Philips Faces Class Action Suit Over Recalled Sleep Apnea Device

A U.S. federal judge has ruled that Philips, a Netherlands-based multinational conglomerate, must face more than 100 lawsuits over its recalled continuous positive airway pressure (CPAP) machine for sleep apnea.

Insurance Journal reported that the consolidation of the lawsuits was announced on Oct. 8 and will be presided over by U.S. District Court Judge Joy Conti in Pittsburgh. The location was chosen because Philips maintains a manufacturing plant in nearby Murrysville, PA.

Philips’ CPAP machine was recalled in June, which removed more than three million sleep apnea devices from the market sold before April 2021 over concerns that users could be exposed to polyester foam. The foam is used as a material in the ventilator sleep-aid machine in order to reduce noise.

Researchers have linked the ingestion of foam to “some cancers and other illnesses,” Insurance Journal reported.

Sold under the DreamStation brand, Philips’ sleep apnea devices were designed to improve sleep quality in users who experience intermittent breathing difficulties while sleeping. Poor sleep quality linked to sleep apnea can cause fatigue as well as long-term health complications.

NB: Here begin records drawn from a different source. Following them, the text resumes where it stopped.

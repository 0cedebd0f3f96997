//! Decision results with their diagnostic trail.

use serde::Serialize;
use warden_types::{AttributeDefinition, AttributeValue};

/// The rolled-up access decision for one entity.
#[derive(Debug, Clone, PartialEq, Eq, Serialize)]
pub struct Decision {
    /// True iff every `DataRuleResult` in `results` passed.
    pub access: bool,
    /// One result per attribute definition evaluated, in evaluation order.
    pub results: Vec<DataRuleResult>,
}

/// The outcome of one attribute definition's rule for one entity.
#[derive(Debug, Clone, PartialEq, Eq, Serialize)]
pub struct DataRuleResult {
    pub passed: bool,
    pub rule_definition: AttributeDefinition,
    pub value_failures: Vec<ValueFailure>,
}

/// A data value the entity did not satisfy.
///
/// `data_attribute` is `None` only for the hierarchy sentinel emitted when no
/// data value appears in the definition's ordered values.
#[derive(Debug, Clone, PartialEq, Eq, Serialize)]
pub struct ValueFailure {
    pub data_attribute: Option<AttributeValue>,
    pub message: String,
}

impl Decision {
    pub(crate) fn from_result(result: DataRuleResult) -> Self {
        Self {
            access: result.passed,
            results: vec![result],
        }
    }

    pub(crate) fn merge(&mut self, result: DataRuleResult) {
        self.access = self.access && result.passed;
        self.results.push(result);
    }
}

Considering that millions of the devices have been sold, plaintiffs’ attorneys predict that the class will include thousands of additional members in the months to come. The litigation will likely center around the fact that Philips chose to use a potentially carcinogenic material in the sleep apnea device.

Plaintiffs will also likely seek compensation for future medical monitoring.

The foam in the recalled units allegedly degraded over time and dislodged directly in users’ airways. The recalled units were also allegedly capable of outgassing two toxic byproducts.

Philips is accused of failing to fix the design flaw. The recall did not affect Philips’ DreamStation 2 CPAP device.